Okinawa Campaign - April 1945 - June 1945 - Wartime Experiences on Okinawa by Wallace S. Amioka, Capt, AUS
Captain Wallace Amioka, Ryukku's
Command Military Government, 1945
Following the call for 442nd Regimental Combat Team Volunteers in March 1943, the Army dispatched recruiting teams to Hawaii and mainland relocation camps to sign up Nisei with Japanese language skills I was accepted for training at the Military Intelligence Service Language School at Camp Savage, Minnesota, and arrived there on February 7, 1944.
The school moved in July to Fort Snelling Minnesota, where I continued as an enlisted student In October, I was appointed to infantry officers training at Fort Benning, Georgia, and received my second lieutenant's commission on February 6, 1945.
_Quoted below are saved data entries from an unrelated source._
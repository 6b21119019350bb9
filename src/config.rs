//! Configuration management for the weather timeline
//!
//! Handles loading configuration from files and environment variables,
//! and provides validation for all configuration settings.

use crate::WeatherTimelineError;
use crate::location::DEFAULT_UPDATE_INTERVAL;
use crate::models::Coordinate;
use anyhow::{Context, Result};
use config::{Config, Environment, File};
use serde::{Deserialize, Serialize};
use std::path::PathBuf;
use std::time::Duration;

const APP_DIR: &str = "weather-timeline";

/// Root configuration structure
#[derive(Debug, Clone, Default, Serialize, Deserialize)]
pub struct AppConfig {
    /// Weather API configuration
    #[serde(default)]
    pub weather: WeatherConfig,
    /// History store configuration
    #[serde(default)]
    pub history: HistoryConfig,
    /// Location provider configuration
    #[serde(default)]
    pub location: LocationConfig,
    /// Logging configuration
    #[serde(default)]
    pub logging: LoggingConfig,
}

/// Weather API configuration settings
#[derive(Debug, Clone, Serialize, Deserialize)]
pub struct WeatherConfig {
    /// Base URL for the weather API
    #[serde(default = "default_weather_base_url")]
    pub base_url: String,
    /// Request timeout in seconds
    #[serde(default = "default_weather_timeout")]
    pub timeout_seconds: u32,
    /// Maximum number of retries for transient failures
    #[serde(default = "default_weather_max_retries")]
    pub max_retries: u32,
}

/// History store configuration settings
#[derive(Debug, Clone, Serialize, Deserialize)]
pub struct HistoryConfig {
    /// Directory of the history database
    #[serde(default = "default_history_location")]
    pub location: String,
}

/// Location provider settings
#[derive(Debug, Clone, Serialize, Deserialize)]
pub struct LocationConfig {
    /// Fixed latitude, used when no device location source exists
    pub latitude: Option<f64>,
    /// Fixed longitude
    pub longitude: Option<f64>,
    /// Reported accuracy of the fixed position in meters
    #[serde(default)]
    pub accuracy: f32,
    /// Minimum interval between continuous location updates
    #[serde(default = "default_update_interval")]
    pub update_interval_ms: u64,
}

/// Logging configuration settings
#[derive(Debug, Clone, Serialize, Deserialize)]
pub struct LoggingConfig {
    /// Log level (error, warn, info, debug, trace)
    #[serde(default = "default_log_level")]
    pub level: String,
    /// Log format (pretty, compact or json)
    #[serde(default = "default_log_format")]
    pub format: String,
}

// Default value functions
fn default_weather_base_url() -> String {
    "https://api.open-meteo.com/v1".to_string()
}

fn default_weather_timeout() -> u32 {
    30
}

fn default_weather_max_retries() -> u32 {
    3
}

fn default_history_location() -> String {
    dirs::data_dir()
        .map(|dir| dir.join(APP_DIR).join("history"))
        .unwrap_or_else(|| PathBuf::from("history"))
        .to_string_lossy()
        .into_owned()
}

fn default_update_interval() -> u64 {
    DEFAULT_UPDATE_INTERVAL.as_millis() as u64
}

fn default_log_level() -> String {
    "info".to_string()
}

fn default_log_format() -> String {
    "pretty".to_string()
}

impl Default for WeatherConfig {
    fn default() -> Self {
        Self {
            base_url: default_weather_base_url(),
            timeout_seconds: default_weather_timeout(),
            max_retries: default_weather_max_retries(),
        }
    }
}

impl Default for HistoryConfig {
    fn default() -> Self {
        Self {
            location: default_history_location(),
        }
    }
}

impl Default for LocationConfig {
    fn default() -> Self {
        Self {
            latitude: None,
            longitude: None,
            accuracy: 0.0,
            update_interval_ms: default_update_interval(),
        }
    }
}

impl Default for LoggingConfig {
    fn default() -> Self {
        Self {
            level: default_log_level(),
            format: default_log_format(),
        }
    }
}

impl WeatherConfig {
    #[must_use]
    pub fn timeout(&self) -> Duration {
        Duration::from_secs(self.timeout_seconds.into())
    }
}

impl LocationConfig {
    #[must_use]
    pub fn update_interval(&self) -> Duration {
        Duration::from_millis(self.update_interval_ms)
    }

    /// The configured fixed position, if both halves are set
    #[must_use]
    pub fn fixed_coordinate(&self) -> Option<Coordinate> {
        match (self.latitude, self.longitude) {
            (Some(latitude), Some(longitude)) => {
                Some(Coordinate::new(latitude, longitude).with_accuracy(self.accuracy))
            }
            _ => None,
        }
    }
}

impl AppConfig {
    /// Load configuration from specified path
    pub fn load_from_path(config_path: Option<PathBuf>) -> Result<Self> {
        let mut builder = Config::builder();

        let config_file = config_path.unwrap_or_else(|| {
            Self::get_config_path().unwrap_or_else(|| PathBuf::from("config.toml"))
        });

        if config_file.exists() {
            builder = builder.add_source(
                File::from(config_file.clone())
                    .required(false)
                    .format(config::FileFormat::Toml),
            );
        }

        // e.g. WEATHER_TIMELINE_WEATHER__MAX_RETRIES=5
        builder = builder.add_source(
            Environment::with_prefix("WEATHER_TIMELINE")
                .prefix_separator("_")
                .separator("__")
                .try_parsing(true),
        );

        let settings = builder
            .build()
            .with_context(|| "Failed to build configuration")?;

        let mut config: AppConfig = settings
            .try_deserialize()
            .with_context(|| "Failed to deserialize configuration")?;

        config.apply_defaults();
        config.validate()?;

        Ok(config)
    }

    /// Get the default configuration file path
    #[must_use]
    pub fn get_config_path() -> Option<PathBuf> {
        dirs::config_dir().map(|dir| dir.join(APP_DIR).join("config.toml"))
    }

    /// Apply default values to empty or zeroed configuration fields
    pub fn apply_defaults(&mut self) {
        if self.weather.base_url.is_empty() {
            self.weather.base_url = default_weather_base_url();
        }
        if self.weather.timeout_seconds == 0 {
            self.weather.timeout_seconds = default_weather_timeout();
        }
        if self.history.location.is_empty() {
            self.history.location = default_history_location();
        }
        if self.location.update_interval_ms == 0 {
            self.location.update_interval_ms = default_update_interval();
        }
        if self.logging.level.is_empty() {
            self.logging.level = default_log_level();
        }
        if self.logging.format.is_empty() {
            self.logging.format = default_log_format();
        }
    }

    /// Validate all configuration settings
    pub fn validate(&self) -> Result<()> {
        self.validate_numeric_ranges()?;
        self.validate_string_values()?;
        self.validate_fixed_location()?;
        Ok(())
    }

    fn validate_numeric_ranges(&self) -> Result<()> {
        if self.weather.timeout_seconds > 300 {
            return Err(
                WeatherTimelineError::config("Weather API timeout cannot exceed 300 seconds")
                    .into(),
            );
        }

        if self.weather.max_retries > 10 {
            return Err(
                WeatherTimelineError::config("Weather API max retries cannot exceed 10").into(),
            );
        }

        if self.location.update_interval_ms < 1_000 {
            return Err(WeatherTimelineError::config(
                "Location update interval must be at least 1000 ms",
            )
            .into());
        }

        Ok(())
    }

    fn validate_string_values(&self) -> Result<()> {
        let valid_log_levels = ["error", "warn", "info", "debug", "trace"];
        if !valid_log_levels.contains(&self.logging.level.as_str()) {
            return Err(WeatherTimelineError::config(format!(
                "Invalid log level '{}'. Must be one of: {}",
                self.logging.level,
                valid_log_levels.join(", ")
            ))
            .into());
        }

        let valid_log_formats = ["pretty", "compact", "json"];
        if !valid_log_formats.contains(&self.logging.format.as_str()) {
            return Err(WeatherTimelineError::config(format!(
                "Invalid log format '{}'. Must be one of: {}",
                self.logging.format,
                valid_log_formats.join(", ")
            ))
            .into());
        }

        if !self.weather.base_url.starts_with("http://")
            && !self.weather.base_url.starts_with("https://")
        {
            return Err(WeatherTimelineError::config(
                "Weather API base URL must be a valid HTTP or HTTPS URL",
            )
            .into());
        }

        Ok(())
    }

    fn validate_fixed_location(&self) -> Result<()> {
        match (self.location.latitude, self.location.longitude) {
            (None, None) => Ok(()),
            (Some(_), None) | (None, Some(_)) => Err(WeatherTimelineError::config(
                "Fixed location needs both latitude and longitude",
            )
            .into()),
            (Some(latitude), Some(longitude)) => {
                Coordinate::new(latitude, longitude)
                    .validate()
                    .map_err(|_| {
                        WeatherTimelineError::config(format!(
                            "Fixed location {latitude}, {longitude} is out of range"
                        ))
                    })?;
                Ok(())
            }
        }
    }
}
My involvement with Okinawa began at Fort Snelling several months before the invasion by American forces took place on 1 April, 1945. I was summoned to the Commandant's (Colonel Hollingshead) office the latter part of February. The Colonel asked me if I'd be interested in leading a special team of Okinawa descent enlisted men who had requested that I lead them. Naturally, I jumped at the chance, as I had just returned to the Language School and remained unassigned.
I wondered how this special team came about. It wasn't until many years later that I found out when I read Sergeant Tom Ige's autobiography, The Boy From Kahaluu. Ige describes the team's formation in his own story, which appears elsewhere in this booklet.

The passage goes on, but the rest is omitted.